FGD1-related Aarskog-Scott syndrome: a case report and literature review
10.3760/cma.j.cn114452-20240219-00083
- VernacularTitle:FGD1相关的Aarskog-Scott 综合征1例并文献复习
- Author:
Meiqin YU
1
;
Mingran WU
;
Jinlian SONG
Author Information
1. 青岛大学附属妇女儿童医院检验科,青岛 266034
- Keywords:
Genetic variation;
Aarskog-Scott syndrome;
FGD1 gene;
Short stature
- From:
Chinese Journal of Laboratory Medicine
2024;47(9):1098-1101
- CountryChina
- Language:Chinese
-
Abstract:
A male child aged two years and six months was admitted to the Affiliated Women and Children′s Hospital of Qingdao University in June 2023 due to wide eye distance, stubby fingers, koilosternia, cryptorchidism, and short tongue frenum. After clinical data collection, whole exome sequencing (WES) was conducted and bio-informatics analysis was performed to search for possible mutation sites on the patient. Family lineage verifications were conducted through Sanger sequencing. WES results showed that the patient carried c.2432dupT frameshift hemizygote variation of the FGD1 gene on the X chromosome (Xq11.22). Sanger sequencing confirmed that the mother was a carrier of the c.2432dupT heterozygous variant but not the father.
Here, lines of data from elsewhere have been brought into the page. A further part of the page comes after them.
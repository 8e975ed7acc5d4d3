//! Test doubles for code that issues durable HTTP calls.
//!
//! - [`ScriptedTransport`] answers from a finite queue of canned responses,
//!   in order, and records every request it sees. Requests that fail its
//!   [`RequestMatcher`] are rejected with a `401` and never consume a
//!   canned response.
//! - [`VirtualContext`] is a durable context whose clock only moves when a
//!   timer fires, so long poll intervals cost nothing in tests.
//! - [`FailingTokenSource`] and [`CountingTokenSource`] exercise token
//!   acquisition.

use std::collections::VecDeque;
use std::sync::Mutex;
use std::sync::atomic::{AtomicUsize, Ordering};
use std::time::Duration;

use async_trait::async_trait;
use chrono::{DateTime, TimeZone, Utc};
use tokio_util::sync::CancellationToken;

use crate::context::DurableContext;
use crate::error::{AuthError, TransportError};
use crate::executor::{HttpTransport, PreparedRequest};
use crate::token::TokenSource;
use crate::types::DurableHttpResponse;

/// Predicate a [`ScriptedTransport`] applies to every incoming request.
#[derive(Debug, Clone, PartialEq, Eq)]
pub enum RequestMatcher {
    Any,
    UriSuffix(String),
    HeaderEquals { name: String, value: String },
    All(Vec<RequestMatcher>),
}

impl RequestMatcher {
    pub fn uri_suffix(suffix: impl Into<String>) -> Self {
        RequestMatcher::UriSuffix(suffix.into())
    }

    pub fn header(name: impl Into<String>, value: impl Into<String>) -> Self {
        RequestMatcher::HeaderEquals {
            name: name.into(),
            value: value.into(),
        }
    }

    pub fn matches(&self, request: &PreparedRequest) -> bool {
        match self {
            RequestMatcher::Any => true,
            RequestMatcher::UriSuffix(suffix) => request.uri.as_str().ends_with(suffix.as_str()),
            RequestMatcher::HeaderEquals { name, value } => request
                .headers
                .get_all(name)
                .iter()
                .any(|candidate| candidate == value),
            RequestMatcher::All(all) => all.iter().all(|m| m.matches(request)),
        }
    }
}

/// Transport that replays canned responses in order.
#[derive(Debug)]
pub struct ScriptedTransport {
    matcher: RequestMatcher,
    responses: Mutex<VecDeque<DurableHttpResponse>>,
    requests: Mutex<Vec<PreparedRequest>>,
    rejected: AtomicUsize,
}

impl ScriptedTransport {
    pub fn new(responses: impl IntoIterator<Item = DurableHttpResponse>) -> Self {
        Self::with_matcher(RequestMatcher::Any, responses)
    }

    pub fn with_matcher(
        matcher: RequestMatcher,
        responses: impl IntoIterator<Item = DurableHttpResponse>,
    ) -> Self {
        Self {
            matcher,
            responses: Mutex::new(responses.into_iter().collect()),
            requests: Mutex::new(Vec::new()),
            rejected: AtomicUsize::new(0),
        }
    }

    /// Every request received, matched or not.
    pub fn requests(&self) -> Vec<PreparedRequest> {
        self.requests.lock().expect("lock poisoned").clone()
    }

    pub fn call_count(&self) -> usize {
        self.requests.lock().expect("lock poisoned").len()
    }

    pub fn rejected_count(&self) -> usize {
        self.rejected.load(Ordering::SeqCst)
    }

    pub fn remaining(&self) -> usize {
        self.responses.lock().expect("lock poisoned").len()
    }
}

#[async_trait]
impl HttpTransport for ScriptedTransport {
    async fn send(&self, request: PreparedRequest) -> Result<DurableHttpResponse, TransportError> {
        let matched = self.matcher.matches(&request);
        let uri = request.uri.to_string();
        self.requests.lock().expect("lock poisoned").push(request);

        if !matched {
            self.rejected.fetch_add(1, Ordering::SeqCst);
            return Ok(DurableHttpResponse::new(401).with_content("request rejected by matcher"));
        }

        self.responses
            .lock()
            .expect("lock poisoned")
            .pop_front()
            .ok_or_else(|| TransportError::new(format!("no scripted response left for {uri}")))
    }
}

/// Durable context with a virtual clock.
///
/// `delay` records the requested duration, advances the clock by it and
/// returns immediately. `advance` moves the clock without a timer, to
/// simulate slow calls.
#[derive(Debug)]
pub struct VirtualContext {
    now: Mutex<DateTime<Utc>>,
    delays: Mutex<Vec<Duration>>,
    cancel: CancellationToken,
}

impl VirtualContext {
    pub fn new() -> Self {
        Self::starting_at(Utc.timestamp_opt(1_700_000_000, 0).single().unwrap_or_default())
    }

    pub fn starting_at(start: DateTime<Utc>) -> Self {
        Self {
            now: Mutex::new(start),
            delays: Mutex::new(Vec::new()),
            cancel: CancellationToken::new(),
        }
    }

    pub fn advance(&self, by: Duration) {
        let mut now = self.now.lock().expect("lock poisoned");
        let step = chrono::Duration::from_std(by).unwrap_or(chrono::Duration::zero());
        if let Some(next) = now.checked_add_signed(step) {
            *now = next;
        }
    }

    /// Durations passed to `delay`, in order.
    pub fn delays(&self) -> Vec<Duration> {
        self.delays.lock().expect("lock poisoned").clone()
    }

    pub fn cancel(&self) {
        self.cancel.cancel();
    }
}

impl Default for VirtualContext {
    fn default() -> Self {
        Self::new()
    }
}

#[async_trait]
impl DurableContext for VirtualContext {
    fn current_time(&self) -> DateTime<Utc> {
        *self.now.lock().expect("lock poisoned")
    }

    async fn delay(&self, duration: Duration) {
        self.delays.lock().expect("lock poisoned").push(duration);
        self.advance(duration);
        tokio::task::yield_now().await;
    }

    fn cancellation(&self) -> CancellationToken {
        self.cancel.clone()
    }
}

/// Token source that always fails.
#[derive(Debug, Clone)]
pub struct FailingTokenSource {
    message: String,
}

impl FailingTokenSource {
    pub fn new(message: impl Into<String>) -> Self {
        Self {
            message: message.into(),
        }
    }
}

#[async_trait]
impl TokenSource for FailingTokenSource {
    async fn get_token(&self) -> Result<String, AuthError> {
        Err(AuthError::new(self.message.clone()))
    }
}

/// Issues `"<prefix>-<n>"` tokens, counting how often it was asked.
#[derive(Debug)]
pub struct CountingTokenSource {
    prefix: String,
    issued: AtomicUsize,
}

impl CountingTokenSource {
    pub fn new(prefix: impl Into<String>) -> Self {
        Self {
            prefix: prefix.into(),
            issued: AtomicUsize::new(0),
        }
    }

    pub fn issued(&self) -> usize {
        self.issued.load(Ordering::SeqCst)
    }
}

#[async_trait]
impl TokenSource for CountingTokenSource {
    async fn get_token(&self) -> Result<String, AuthError> {
        let n = self.issued.fetch_add(1, Ordering::SeqCst) + 1;
        Ok(format!("{}-{n}", self.prefix))
    }
}

#[cfg(test)]
mod tests {
    use reqwest::Method;
    use url::Url;

    use super::*;
    use crate::types::HttpHeaders;

    fn prepared(uri: &str, headers: &[(&str, &str)]) -> PreparedRequest {
        PreparedRequest {
            method: Method::GET,
            uri: Url::parse(uri).unwrap(),
            headers: headers.iter().copied().collect::<HttpHeaders>(),
            body: None,
        }
    }

    #[test]
    fn matcher_combines_uri_suffix_and_header() {
        let matcher = RequestMatcher::All(vec![
            RequestMatcher::uri_suffix("/op/1"),
            RequestMatcher::header("Authorization", "Bearer t"),
        ]);
        assert!(matcher.matches(&prepared("https://example/op/1", &[("authorization", "Bearer t")])));
        assert!(!matcher.matches(&prepared("https://example/op/2", &[("authorization", "Bearer t")])));
        assert!(!matcher.matches(&prepared("https://example/op/1", &[])));
    }

    #[tokio::test]
    async fn scripted_transport_consumes_in_order_and_rejects_mismatches() {
        let transport = ScriptedTransport::with_matcher(
            RequestMatcher::uri_suffix("/ok"),
            [DurableHttpResponse::new(202), DurableHttpResponse::new(200)],
        );

        let rejected = transport.send(prepared("https://example/nope", &[])).await.unwrap();
        assert_eq!(rejected.status_code, 401);

        let first = transport.send(prepared("https://example/ok", &[])).await.unwrap();
        let second = transport.send(prepared("https://example/ok", &[])).await.unwrap();
        assert_eq!((first.status_code, second.status_code), (202, 200));
        assert!(transport.send(prepared("https://example/ok", &[])).await.is_err());

        assert_eq!(transport.call_count(), 4);
        assert_eq!(transport.rejected_count(), 1);
        assert_eq!(transport.remaining(), 0);
    }

    #[tokio::test]
    async fn virtual_delay_advances_clock_without_sleeping() {
        let ctx = VirtualContext::new();
        let start = ctx.current_time();
        ctx.delay(Duration::from_secs(3600)).await;
        assert_eq!((ctx.current_time() - start).num_seconds(), 3600);
        assert_eq!(ctx.delays(), [Duration::from_secs(3600)]);
    }
}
According to the sequence interpretation guidelines of the American College of Medical Genetics and Genomics (ACMG), this variant is pathogenic (ACMG: PVS+2PP). The patient was diagnosed with Aarskog-Scott syndrome(ASS), which is a rare X-linked disorder characterized by facial, skeletal and genital anomalies. This case study has enriched the variant spectrum of the FGD1 gene and provided guidance for clinical screening and diagnosis of ASS.